Growing up in the desert, I soon learned the worth of trees - not all of them native. During my childhood, I played beneath the Dutch elms my parents - neither from the desert - planted in our backyard. As I grew older, my chore was to water the elms with the garden hose, carefully placing the end of the hose into an old tin can to avoid erosion.

The elms still died - eventually replaced by a Doughboy pool and a few privets that grew into tree shapes. In the front yard, my parents had planted eucalyptus, which continually sloughed off great shards of bark while at the same time tunneling their roots into the sewer system. These trees, too, met a none-too-untimely end.

So did the giant cottonwood that inexplicably died in the side yard of the first home my husband and I bought. The chinaberry tree in our front yard, however, remained stubbornly alive during our time there, continually pelting its namesake onto the sparse patch of grass below.

Only when we bought our first new home were we able to plant trees of our choosing.
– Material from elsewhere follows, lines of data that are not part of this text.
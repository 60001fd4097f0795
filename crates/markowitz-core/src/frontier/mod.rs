//! Monte Carlo approximation of the efficient frontier.

pub mod sampler;

pub use sampler::{
    generate_frontier, sample_frontier, DirichletSource, EnvelopePoint, FrontierSample,
    FrontierSampleSet,
};
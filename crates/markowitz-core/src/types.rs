use rust_decimal::Decimal;
use serde::{Deserialize, Serialize};

use crate::error::MarkowitzError;
use crate::MarkowitzResult;

/// All monetary values. Wraps Decimal to prevent accidental f64 usage.
pub type Money = Decimal;

/// Rates expressed as decimals (0.05 = 5%). Never as percentages.
pub type Rate = f64;

/// Ordered, distinct asset identifiers. The order indexes every vector and
/// matrix derived from the universe.
#[derive(Debug, Clone, PartialEq, Eq, Serialize, Deserialize)]
#[serde(try_from = "Vec<String>", into = "Vec<String>")]
pub struct AssetUniverse {
    tickers: Vec<String>,
}

impl AssetUniverse {
    pub fn new(tickers: Vec<String>) -> MarkowitzResult<Self> {
        if tickers.is_empty() {
            return Err(MarkowitzError::config(
                "tickers",
                "At least one ticker is required",
            ));
        }
        for (i, t) in tickers.iter().enumerate() {
            if t.trim().is_empty() {
                return Err(MarkowitzError::config(
                    "tickers",
                    format!("Ticker at position {} is empty", i),
                ));
            }
            if tickers[..i].contains(t) {
                return Err(MarkowitzError::config(
                    "tickers",
                    format!("Duplicate ticker '{}'", t),
                ));
            }
        }
        Ok(AssetUniverse { tickers })
    }

    /// Parse a comma-separated ticker list, e.g. `"AAPL, MSFT,GOOG"`.
    pub fn parse(list: &str) -> MarkowitzResult<Self> {
        let tickers = list.split(',').map(|t| t.trim().to_string()).collect();
        AssetUniverse::new(tickers)
    }

    pub fn len(&self) -> usize {
        self.tickers.len()
    }

    pub fn is_empty(&self) -> bool {
        self.tickers.is_empty()
    }

    pub fn tickers(&self) -> &[String] {
        &self.tickers
    }
}

impl TryFrom<Vec<String>> for AssetUniverse {
    type Error = MarkowitzError;

    fn try_from(tickers: Vec<String>) -> Result<Self, Self::Error> {
        AssetUniverse::new(tickers)
    }
}

impl From<AssetUniverse> for Vec<String> {
    fn from(u: AssetUniverse) -> Self {
        u.tickers
    }
}

/// Standard computation output envelope
#[derive(Debug, Clone, Serialize, Deserialize)]
pub struct ComputationOutput<T: Serialize> {
    pub result: T,
    pub methodology: String,
    pub assumptions: serde_json::Value,
    pub warnings: Vec<String>,
    pub metadata: ComputationMetadata,
}

/// Metadata for every computation
#[derive(Debug, Clone, Serialize, Deserialize)]
pub struct ComputationMetadata {
    pub version: String,
    pub computation_time_us: u64,
    pub precision: String,
}

/// Helper to wrap computation results with metadata
pub fn with_metadata<T: Serialize>(
    methodology: &str,
    assumptions: &impl Serialize,
    warnings: Vec<String>,
    elapsed_us: u64,
    result: T,
) -> ComputationOutput<T> {
    ComputationOutput {
        result,
        methodology: methodology.to_string(),
        assumptions: serde_json::to_value(assumptions).unwrap_or_default(),
        warnings,
        metadata: ComputationMetadata {
            version: env!("CARGO_PKG_VERSION").to_string(),
            computation_time_us: elapsed_us,
            precision: "ieee754_f64".to_string(),
        },
    }
}
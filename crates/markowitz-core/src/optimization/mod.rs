//! Objective functions, the constrained solver and the mean-variance
//! portfolio searches built on them.

pub mod mean_variance;
pub mod objective;
pub mod solver;

pub use mean_variance::{
    equal_weights, minimum_risk_portfolio, optimal_portfolio, optimize_mean_variance,
    AssetWeight, MeanVarianceInput, MeanVarianceOutput, PortfolioOutcome, PortfolioPoint,
};
pub use objective::{
    negative_sharpe, portfolio_metrics, volatility, Direction, Objective, PortfolioMetrics,
    SharpeRatio, Volatility,
};
pub use solver::{Minimization, ProjectedGradient, Solver, WeightConstraints};
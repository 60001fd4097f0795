use serde_json::{Map, Value};
use tabled::{builder::Builder, Table};

/// Returns and risk as percentages with two decimals.
pub fn pct(v: f64) -> String {
    format!("{:.2}%", v * 100.0)
}

fn num(v: Option<&Value>) -> Option<f64> {
    v.and_then(Value::as_f64)
}

fn ratio(v: Option<&Value>) -> String {
    num(v).map(|x| format!("{:.2}", x)).unwrap_or_else(|| "n/a".into())
}

fn percent_or_na(v: Option<&Value>) -> String {
    num(v).map(pct).unwrap_or_else(|| "n/a".into())
}

/// True when the result looks like a portfolio analysis or optimization.
pub fn is_portfolio_result(result: &Map<String, Value>) -> bool {
    result.contains_key("optimal_portfolio") || result.contains_key("samples")
}

/// Human-readable report: per-asset statistics, both portfolios, frontier
/// summary.
pub fn print_portfolio_report(result: &Map<String, Value>) {
    if let Some(Value::Array(assets)) = result.get("assets") {
        println!("Assets");
        let mut builder = Builder::default();
        builder.push_record(["Ticker", "Expected Return", "Risk"]);
        for a in assets {
            builder.push_record([
                a.get("ticker").and_then(Value::as_str).unwrap_or("").to_string(),
                percent_or_na(a.get("expected_return")),
                percent_or_na(a.get("risk")),
            ]);
        }
        println!("{}", Table::from(builder));
    }

    for (key, label) in [
        ("optimal_portfolio", "Optimal Portfolio (max Sharpe)"),
        ("minimum_risk_portfolio", "Minimum-Risk Portfolio"),
    ] {
        if let Some(Value::Object(p)) = result.get(key) {
            println!("\n{}", label);
            print_portfolio(p);
        }
    }

    if let Some(Value::Object(f)) = result.get("frontier") {
        println!("\nFrontier");
        print_frontier_summary(f);
    } else if result.contains_key("samples") {
        println!("Frontier");
        print_frontier_summary(result);
    }

    if let Some(Value::Number(obs)) = result.get("observations") {
        println!("\nObservations: {}", obs);
    }
}

fn print_portfolio(p: &Map<String, Value>) {
    if p.get("status").and_then(Value::as_str) == Some("failed") {
        let reason = p.get("reason").and_then(Value::as_str).unwrap_or("unknown");
        println!("  unavailable: {}", reason);
        return;
    }
    if let Some(Value::Array(weights)) = p.get("weights") {
        let mut builder = Builder::default();
        builder.push_record(["Ticker", "Weight"]);
        for w in weights {
            builder.push_record([
                w.get("ticker").and_then(Value::as_str).unwrap_or("").to_string(),
                percent_or_na(w.get("weight")),
            ]);
        }
        println!("{}", Table::from(builder));
    }
    println!("  Expected return: {}", percent_or_na(p.get("expected_return")));
    println!("  Risk:            {}", percent_or_na(p.get("risk")));
    println!("  Sharpe ratio:    {}", ratio(p.get("sharpe_ratio")));
}

fn print_frontier_summary(f: &Map<String, Value>) {
    let samples: &[Value] = match f.get("samples") {
        Some(Value::Array(s)) => s.as_slice(),
        _ => &[],
    };
    let best = samples
        .iter()
        .filter(|s| num(s.get("sharpe_ratio")).is_some())
        .max_by(|a, b| {
            let x = num(a.get("sharpe_ratio")).unwrap_or(f64::NEG_INFINITY);
            let y = num(b.get("sharpe_ratio")).unwrap_or(f64::NEG_INFINITY);
            x.total_cmp(&y)
        });
    let safest = samples.iter().min_by(|a, b| {
        let x = num(a.get("risk")).unwrap_or(f64::INFINITY);
        let y = num(b.get("risk")).unwrap_or(f64::INFINITY);
        x.total_cmp(&y)
    });

    let mut builder = Builder::default();
    builder.push_record(["Field", "Value"]);
    builder.push_record(["samples".to_string(), samples.len().to_string()]);
    if let Some(seed) = f.get("seed") {
        builder.push_record(["seed".to_string(), seed.to_string()]);
    }
    if let Some(d) = f.get("degenerate_samples") {
        builder.push_record(["zero-risk samples".to_string(), d.to_string()]);
    }
    if let Some(s) = best {
        builder.push_record([
            "best sampled Sharpe".to_string(),
            format!(
                "{} (return {}, risk {})",
                ratio(s.get("sharpe_ratio")),
                percent_or_na(s.get("expected_return")),
                percent_or_na(s.get("risk"))
            ),
        ]);
    }
    if let Some(s) = safest {
        builder.push_record([
            "lowest sampled risk".to_string(),
            format!(
                "{} (return {})",
                percent_or_na(s.get("risk")),
                percent_or_na(s.get("expected_return"))
            ),
        ]);
    }
    println!("{}", Table::from(builder));
}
Most were mesquite, close to 100 of them, all one-gallon, plopped, one by one, across an acre of scraped-bare desert. Hundreds of feet of drip irrigation linked the trees, welcome replacement for the old watering hose of my childhood.

The rabbits were also grateful, sending up tiny geysers of water whenever and wherever they bit through the drip line. We patched. They gnawed. Even so, about half the trees initially survived, growing into a miniature mesquite bosque of sorts.

Two decades later, we left that oasis for a home surrounded by foothills palo verde, lovingly left alone by a builder who grew up here. Every year about this time they would burst forth into a shower of yellow blossoms, signaling the desert's annual sprint between spring and summer.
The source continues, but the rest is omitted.